What you should do: Each line below that holds the word "task" counts once; state the total number of such lines and nothing else.

Records:
use std::sync::Arc;

use futures::stream::{self, StreamExt};
use indicatif::ProgressBar;
use tokio::time::Instant;
use tracing::{debug, info, warn};

use crate::config::Overrides;
use crate::graph::walker::WalkEntry;
use crate::license::classifier::Classifier;
use crate::license::locator::LicenseLocator;
use crate::models::{ClassificationResult, LicenseType, Package, Provenance, Report};

/// Resolves every walked package to a [`ClassificationResult`].
///
/// Packages are resolved concurrently, at most `jobs` at a time. The report
/// keeps the walk order no matter which package finishes first.
pub struct Aggregator {
    overrides: Overrides,
    locator: LicenseLocator,
    classifier: Arc<Classifier>,
    jobs: usize,
    progress: Option<ProgressBar>,
}

impl Aggregator {
    pub fn new(
        overrides: Overrides,
        classifier: Classifier,
        jobs: usize,
    ) -> Result<Self, regex::Error> {
        Ok(Aggregator {
            overrides,
            locator: LicenseLocator::new()?,
            classifier: Arc::new(classifier),
            jobs: jobs.max(1),
            progress: None,
        })
    }

    pub fn with_progress(mut self, progress: ProgressBar) -> Self {
        self.progress = Some(progress);
        self
    }

    pub async fn run(&self, entries: Vec<WalkEntry>) -> Report {
        self.run_until(entries, None).await
    }

    /// Like [`Aggregator::run`], but stops waiting at `deadline`.
    ///
    /// Results finished before the deadline are kept in walk order; the rest
    /// are dropped and the report is marked partial.
    pub async fn run_until(&self, entries: Vec<WalkEntry>, deadline: Option<Instant>) -> Report {
        let total = entries.len();
        let mut slots: Vec<Option<ClassificationResult>> = vec![None; total];
        let mut partial = false;

        let mut pending = stream::iter(entries.into_iter().enumerate())
            .map(|(index, entry)| async move { (index, self.resolve(entry).await) })
            .buffer_unordered(self.jobs);

        loop {
            let next = match deadline {
                Some(deadline) => match tokio::time::timeout_at(deadline, pending.next()).await {
                    Ok(next) => next,
                    Err(_) => {
                        partial = true;
                        break;
                    }
                },
                None => pending.next().await,
            };
            let Some((index, result)) = next else {
                break;
            };
            slots[index] = Some(result);
            if let Some(pb) = &self.progress {
                pb.inc(1);
            }
        }

        if let Some(pb) = &self.progress {
            pb.finish_and_clear();
        }

        let results: Vec<ClassificationResult> = slots.into_iter().flatten().collect();
        if partial {
            warn!(completed = results.len(), total, "deadline reached, report is partial");
        }
        let report = Report::new(results, partial);
        info!(
            packages = report.results.len(),
            severity = %report.severity,
            directories_scanned = self.locator.scan_count(),
            "aggregation complete"
        );
        report
    }

    async fn resolve(&self, entry: WalkEntry) -> ClassificationResult {
        let import_path = entry.import_path().to_string();

        if let Some(license_type) = self.overrides.get(&import_path) {
            debug!(package = %import_path, %license_type, "license type overridden");
            return ClassificationResult {
                package: import_path,
                license_file: None,
                template: None,
                license_type,
                confidence: 0.0,
                provenance: Provenance::Override,
                error: None,
            };
        }

        match entry {
            WalkEntry::Unresolved { error, .. } => unresolved(import_path, error.to_string()),
            WalkEntry::Resolved(package) => match self.classify(&package).await {
                Ok(result) => result,
                Err(error) => {
                    warn!(package = %import_path, %error, "license resolution failed");
                    unresolved(import_path, error)
                }
            },
        }
    }

    async fn classify(&self, package: &Package) -> Result<ClassificationResult, String> {
        let license_file = self
            .locator
            .find(&package.dir, package.module_root.as_deref())
            .await
            .map_err(|e| format!("locating license file in {}: {e}", package.dir.display()))?;

        let classifier = Arc::clone(&self.classifier);
        let file = license_file.clone();
        let classification = tokio::task::spawn_blocking(move || {
            classifier.identify(file.as_ref().map(|f| f.text.as_str()))
        })
        .await
        .map_err(|e| format!("classifier task failed: {e}"))?;

        debug!(
            package = %package.import_path,
            license_type = %classification.license_type,
            confidence = classification.confidence,
            "classified"
        );

        Ok(ClassificationResult {
            package: package.import_path.clone(),
            license_file: license_file.map(|f| f.path.clone()),
            template: classification.template,
            license_type: classification.license_type,
            confidence: classification.confidence,
            provenance: Provenance::Classified,
            error: None,
        })
    }
}

fn unresolved(package: String, error: String) -> ClassificationResult {
    ClassificationResult {
        package,
        license_file: None,
        template: None,
        license_type: LicenseType::Unknown,
        confidence: 0.0,
        provenance: Provenance::Unresolved,
        error: Some(error),
    }
}
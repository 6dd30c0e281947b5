use std::collections::HashSet;

use tracing::{debug, info, warn};

use crate::error::{GraphError, LoadError};
use crate::graph::{unvendor, GraphLoader};
use crate::models::Package;

/// A package reached by the walk.
#[derive(Debug, Clone, PartialEq)]
pub enum WalkEntry {
    Resolved(Package),
    /// A transitive import the loader could not provide.
    Unresolved { import_path: String, error: LoadError },
}

impl WalkEntry {
    pub fn import_path(&self) -> &str {
        match self {
            WalkEntry::Resolved(pkg) => &pkg.import_path,
            WalkEntry::Unresolved { import_path, .. } => import_path,
        }
    }
}

/// Enumerate every non-standard package reachable from `roots`.
///
/// Traversal is depth-first, pre-order, visiting children in lexicographic
/// order, so the output order is a pure function of the graph. Each path is
/// unvendored before it is checked against the visited set; the first copy
/// reached wins. Standard library packages are neither reported nor descended
/// into.
///
/// Every root must load, otherwise the whole walk fails. Transitive load
/// failures become [`WalkEntry::Unresolved`] and the walk continues.
pub fn walk<L: GraphLoader + ?Sized>(
    loader: &L,
    roots: &[String],
) -> Result<Vec<WalkEntry>, GraphError> {
    let mut root_paths: Vec<&str> = roots.iter().map(String::as_str).collect();
    root_paths.sort_unstable();
    root_paths.dedup();

    for root in &root_paths {
        loader
            .load(root)
            .map_err(|source| GraphError::RootUnresolved {
                path: root.to_string(),
                source,
            })?;
    }

    let mut visited: HashSet<String> = HashSet::new();
    let mut entries = Vec::new();
    // Reversed so the smallest path is popped first.
    let mut frontier: Vec<String> = root_paths.iter().rev().map(|r| r.to_string()).collect();

    while let Some(raw) = frontier.pop() {
        let normalized = unvendor(&raw).to_string();
        if !visited.insert(normalized.clone()) {
            continue;
        }

        match loader.load(&raw) {
            Ok(loaded) if loaded.standard => {
                debug!(package = %normalized, "skipping standard library package");
            }
            Ok(loaded) => {
                let mut children: Vec<&String> = loaded
                    .imports
                    .iter()
                    .filter(|child| !visited.contains(unvendor(child)))
                    .collect();
                children.sort_unstable();
                children.dedup();
                frontier.extend(children.into_iter().rev().cloned());

                entries.push(WalkEntry::Resolved(Package {
                    import_path: normalized,
                    dir: loaded.dir,
                    module_root: loaded.module_root,
                }));
            }
            Err(error) => {
                warn!(package = %normalized, %error, "failed to load package");
                entries.push(WalkEntry::Unresolved {
                    import_path: normalized,
                    error,
                });
            }
        }
    }

    info!(
        roots = root_paths.len(),
        packages = entries.len(),
        "dependency walk complete"
    );
    Ok(entries)
}
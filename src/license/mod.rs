//! License identification.
//!
//! - [`corpus`] — loads the reference templates a license text is compared with.
//! - [`locator`] — finds the license file governing a package directory.
//! - [`classifier`] — scores a license text against the corpus and applies
//!   the confidence threshold.

pub mod classifier;
pub mod corpus;
pub mod locator;
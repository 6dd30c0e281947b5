//! Report renderers for classification results.
//!
//! - [`terminal`] — summary box and tables; respects `--verbose` / `--quiet`.
//!
//! JSON output is the serialized [`Report`](crate::models::Report).

pub mod terminal;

Answer space: 2